▶ [Material provided]:

*** Begin section ***

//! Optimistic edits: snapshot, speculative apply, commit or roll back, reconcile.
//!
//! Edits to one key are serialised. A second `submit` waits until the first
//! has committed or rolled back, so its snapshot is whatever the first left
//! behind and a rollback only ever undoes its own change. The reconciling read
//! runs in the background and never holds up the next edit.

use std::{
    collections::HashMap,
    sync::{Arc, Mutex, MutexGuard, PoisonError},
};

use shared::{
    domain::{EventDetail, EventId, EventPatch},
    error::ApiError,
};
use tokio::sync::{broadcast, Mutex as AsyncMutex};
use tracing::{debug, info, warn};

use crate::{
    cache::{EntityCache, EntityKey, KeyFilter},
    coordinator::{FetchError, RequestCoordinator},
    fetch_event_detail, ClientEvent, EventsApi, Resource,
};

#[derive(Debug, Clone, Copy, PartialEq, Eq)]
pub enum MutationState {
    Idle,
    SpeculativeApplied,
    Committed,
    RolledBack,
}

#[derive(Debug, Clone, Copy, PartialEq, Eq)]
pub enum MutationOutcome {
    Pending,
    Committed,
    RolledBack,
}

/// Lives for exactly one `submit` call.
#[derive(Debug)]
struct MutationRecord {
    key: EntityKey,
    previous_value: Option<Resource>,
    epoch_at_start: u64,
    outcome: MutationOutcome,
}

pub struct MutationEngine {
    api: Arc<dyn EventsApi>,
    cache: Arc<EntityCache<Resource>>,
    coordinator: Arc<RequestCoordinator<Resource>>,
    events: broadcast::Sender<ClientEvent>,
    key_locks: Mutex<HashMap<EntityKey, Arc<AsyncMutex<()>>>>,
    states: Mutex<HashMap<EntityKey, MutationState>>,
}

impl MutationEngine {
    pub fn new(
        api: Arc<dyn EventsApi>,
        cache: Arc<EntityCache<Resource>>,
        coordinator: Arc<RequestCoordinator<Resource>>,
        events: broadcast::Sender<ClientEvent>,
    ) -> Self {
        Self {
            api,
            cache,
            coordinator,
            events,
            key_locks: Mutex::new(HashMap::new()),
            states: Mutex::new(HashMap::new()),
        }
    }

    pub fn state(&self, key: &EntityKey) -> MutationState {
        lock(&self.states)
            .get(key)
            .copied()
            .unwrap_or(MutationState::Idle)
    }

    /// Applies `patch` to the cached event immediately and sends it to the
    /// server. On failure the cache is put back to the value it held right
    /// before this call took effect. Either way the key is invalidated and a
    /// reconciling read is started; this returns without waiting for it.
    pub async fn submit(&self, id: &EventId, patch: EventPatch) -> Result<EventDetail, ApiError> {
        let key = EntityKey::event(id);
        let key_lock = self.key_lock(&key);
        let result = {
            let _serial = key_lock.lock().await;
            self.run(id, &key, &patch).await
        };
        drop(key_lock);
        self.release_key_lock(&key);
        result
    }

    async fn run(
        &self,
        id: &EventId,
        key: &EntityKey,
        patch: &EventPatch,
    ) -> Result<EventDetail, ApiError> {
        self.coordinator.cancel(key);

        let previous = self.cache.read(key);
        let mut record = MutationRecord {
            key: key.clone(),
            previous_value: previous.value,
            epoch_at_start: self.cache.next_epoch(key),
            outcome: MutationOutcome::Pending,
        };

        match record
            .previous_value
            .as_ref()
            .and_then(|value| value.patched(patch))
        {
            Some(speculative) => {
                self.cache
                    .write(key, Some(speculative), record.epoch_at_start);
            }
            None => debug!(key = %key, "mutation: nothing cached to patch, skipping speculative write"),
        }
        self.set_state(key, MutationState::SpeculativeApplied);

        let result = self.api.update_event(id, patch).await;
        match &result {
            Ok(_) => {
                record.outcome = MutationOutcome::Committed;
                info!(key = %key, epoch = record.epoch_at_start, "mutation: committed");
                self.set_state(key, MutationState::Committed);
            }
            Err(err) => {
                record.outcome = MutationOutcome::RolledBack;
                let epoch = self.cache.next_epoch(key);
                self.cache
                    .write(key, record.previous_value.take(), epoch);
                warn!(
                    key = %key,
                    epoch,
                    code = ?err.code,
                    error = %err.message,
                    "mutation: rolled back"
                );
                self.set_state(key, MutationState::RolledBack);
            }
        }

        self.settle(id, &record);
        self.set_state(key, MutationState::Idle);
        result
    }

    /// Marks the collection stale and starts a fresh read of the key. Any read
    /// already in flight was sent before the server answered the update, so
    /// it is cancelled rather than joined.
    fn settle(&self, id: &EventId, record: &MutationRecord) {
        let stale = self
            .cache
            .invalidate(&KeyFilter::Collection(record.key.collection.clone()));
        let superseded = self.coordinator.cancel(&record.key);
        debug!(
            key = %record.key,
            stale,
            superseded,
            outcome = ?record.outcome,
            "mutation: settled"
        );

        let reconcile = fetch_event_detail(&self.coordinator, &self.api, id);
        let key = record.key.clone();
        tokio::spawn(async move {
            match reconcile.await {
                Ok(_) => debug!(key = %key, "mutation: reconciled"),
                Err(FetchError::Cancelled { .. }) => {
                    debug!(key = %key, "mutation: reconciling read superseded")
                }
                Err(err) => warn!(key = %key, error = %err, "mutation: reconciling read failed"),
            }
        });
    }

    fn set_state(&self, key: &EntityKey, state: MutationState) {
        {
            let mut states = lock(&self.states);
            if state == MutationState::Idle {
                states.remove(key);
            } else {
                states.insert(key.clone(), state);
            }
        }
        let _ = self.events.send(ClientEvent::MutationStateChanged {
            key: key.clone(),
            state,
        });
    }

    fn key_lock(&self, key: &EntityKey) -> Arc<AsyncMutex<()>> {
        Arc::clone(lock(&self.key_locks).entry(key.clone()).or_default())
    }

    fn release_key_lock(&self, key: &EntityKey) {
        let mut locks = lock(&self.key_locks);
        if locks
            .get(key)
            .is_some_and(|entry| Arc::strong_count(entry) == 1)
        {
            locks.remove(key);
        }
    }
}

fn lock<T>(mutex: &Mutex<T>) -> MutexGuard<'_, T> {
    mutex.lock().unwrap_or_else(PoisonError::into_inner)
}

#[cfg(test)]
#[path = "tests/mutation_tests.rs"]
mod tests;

*** End section ***

▶ [Brief]: Write out every record, exactly as written.

▶ [Solution to this problem]:
//! Optimistic edits: snapshot, speculative apply, commit or roll back, reconcile.
//!
//! Edits to one key are serialised. A second `submit` waits until the first
//! has committed or rolled back, so its snapshot is whatever the first left
//! behind and a rollback only ever undoes its own change. The reconciling read
//! runs in the background and never holds up the next edit.

use std::{
    collections::HashMap,
    sync::{Arc, Mutex, MutexGuard, PoisonError},
};

use shared::{
    domain::{EventDetail, EventId, EventPatch},
    error::ApiError,
};
use tokio::sync::{broadcast, Mutex as AsyncMutex};
use tracing::{debug, info, warn};

use crate::{
    cache::{EntityCache, EntityKey, KeyFilter},
    coordinator::{FetchError, RequestCoordinator},
    fetch_event_detail, ClientEvent, EventsApi, Resource,
};

#[derive(Debug, Clone, Copy, PartialEq, Eq)]
pub enum MutationState {
    Idle,
    SpeculativeApplied,
    Committed,
    RolledBack,
}

#[derive(Debug, Clone, Copy, PartialEq, Eq)]
pub enum MutationOutcome {
    Pending,
    Committed,
    RolledBack,
}

/// Lives for exactly one `submit` call.
#[derive(Debug)]
struct MutationRecord {
    key: EntityKey,
    previous_value: Option<Resource>,
    epoch_at_start: u64,
    outcome: MutationOutcome,
}

pub struct MutationEngine {
    api: Arc<dyn EventsApi>,
    cache: Arc<EntityCache<Resource>>,
    coordinator: Arc<RequestCoordinator<Resource>>,
    events: broadcast::Sender<ClientEvent>,
    key_locks: Mutex<HashMap<EntityKey, Arc<AsyncMutex<()>>>>,
    states: Mutex<HashMap<EntityKey, MutationState>>,
}

impl MutationEngine {
    pub fn new(
        api: Arc<dyn EventsApi>,
        cache: Arc<EntityCache<Resource>>,
        coordinator: Arc<RequestCoordinator<Resource>>,
        events: broadcast::Sender<ClientEvent>,
    ) -> Self {
        Self {
            api,
            cache,
            coordinator,
            events,
            key_locks: Mutex::new(HashMap::new()),
            states: Mutex::new(HashMap::new()),
        }
    }

    pub fn state(&self, key: &EntityKey) -> MutationState {
        lock(&self.states)
            .get(key)
            .copied()
            .unwrap_or(MutationState::Idle)
    }

    /// Applies `patch` to the cached event immediately and sends it to the
    /// server. On failure the cache is put back to the value it held right
    /// before this call took effect. Either way the key is invalidated and a
    /// reconciling read is started; this returns without waiting for it.
    pub async fn submit(&self, id: &EventId, patch: EventPatch) -> Result<EventDetail, ApiError> {
        let key = EntityKey::event(id);
        let key_lock = self.key_lock(&key);
        let result = {
            let _serial = key_lock.lock().await;
            self.run(id, &key, &patch).await
        };
        drop(key_lock);
        self.release_key_lock(&key);
        result
    }

    async fn run(
        &self,
        id: &EventId,
        key: &EntityKey,
        patch: &EventPatch,
    ) -> Result<EventDetail, ApiError> {
        self.coordinator.cancel(key);

        let previous = self.cache.read(key);
        let mut record = MutationRecord {
            key: key.clone(),
            previous_value: previous.value,
            epoch_at_start: self.cache.next_epoch(key),
            outcome: MutationOutcome::Pending,
        };

        match record
            .previous_value
            .as_ref()
            .and_then(|value| value.patched(patch))
        {
            Some(speculative) => {
                self.cache
                    .write(key, Some(speculative), record.epoch_at_start);
            }
            None => debug!(key = %key, "mutation: nothing cached to patch, skipping speculative write"),
        }
        self.set_state(key, MutationState::SpeculativeApplied);

        let result = self.api.update_event(id, patch).await;
        match &result {
            Ok(_) => {
                record.outcome = MutationOutcome::Committed;
                info!(key = %key, epoch = record.epoch_at_start, "mutation: committed");
                self.set_state(key, MutationState::Committed);
            }
            Err(err) => {
                record.outcome = MutationOutcome::RolledBack;
                let epoch = self.cache.next_epoch(key);
                self.cache
                    .write(key, record.previous_value.take(), epoch);
                warn!(
                    key = %key,
                    epoch,
                    code = ?err.code,
                    error = %err.message,
                    "mutation: rolled back"
                );
                self.set_state(key, MutationState::RolledBack);
            }
        }

        self.settle(id, &record);
        self.set_state(key, MutationState::Idle);
        result
    }

    /// Marks the collection stale and starts a fresh read of the key. Any read
    /// already in flight was sent before the server answered the update, so
    /// it is cancelled rather than joined.
    fn settle(&self, id: &EventId, record: &MutationRecord) {
        let stale = self
            .cache
            .invalidate(&KeyFilter::Collection(record.key.collection.clone()));
        let superseded = self.coordinator.cancel(&record.key);
        debug!(
            key = %record.key,
            stale,
            superseded,
            outcome = ?record.outcome,
            "mutation: settled"
        );

        let reconcile = fetch_event_detail(&self.coordinator, &self.api, id);
        let key = record.key.clone();
        tokio::spawn(async move {
            match reconcile.await {
                Ok(_) => debug!(key = %key, "mutation: reconciled"),
                Err(FetchError::Cancelled { .. }) => {
                    debug!(key = %key, "mutation: reconciling read superseded")
                }
                Err(err) => warn!(key = %key, error = %err, "mutation: reconciling read failed"),
            }
        });
    }

    fn set_state(&self, key: &EntityKey, state: MutationState) {
        {
            let mut states = lock(&self.states);
            if state == MutationState::Idle {
                states.remove(key);
            } else {
                states.insert(key.clone(), state);
            }
        }
        let _ = self.events.send(ClientEvent::MutationStateChanged {
            key: key.clone(),
            state,
        });
    }

    fn key_lock(&self, key: &EntityKey) -> Arc<AsyncMutex<()>> {
        Arc::clone(lock(&self.key_locks).entry(key.clone()).or_default())
    }

    fn release_key_lock(&self, key: &EntityKey) {
        let mut locks = lock(&self.key_locks);
        if locks
            .get(key)
            .is_some_and(|entry| Arc::strong_count(entry) == 1)
        {
            locks.remove(key);
        }
    }
}

fn lock<T>(mutex: &Mutex<T>) -> MutexGuard<'_, T> {
    mutex.lock().unwrap_or_else(PoisonError::into_inner)
}

#[cfg(test)]
#[path = "tests/mutation_tests.rs"]
mod tests;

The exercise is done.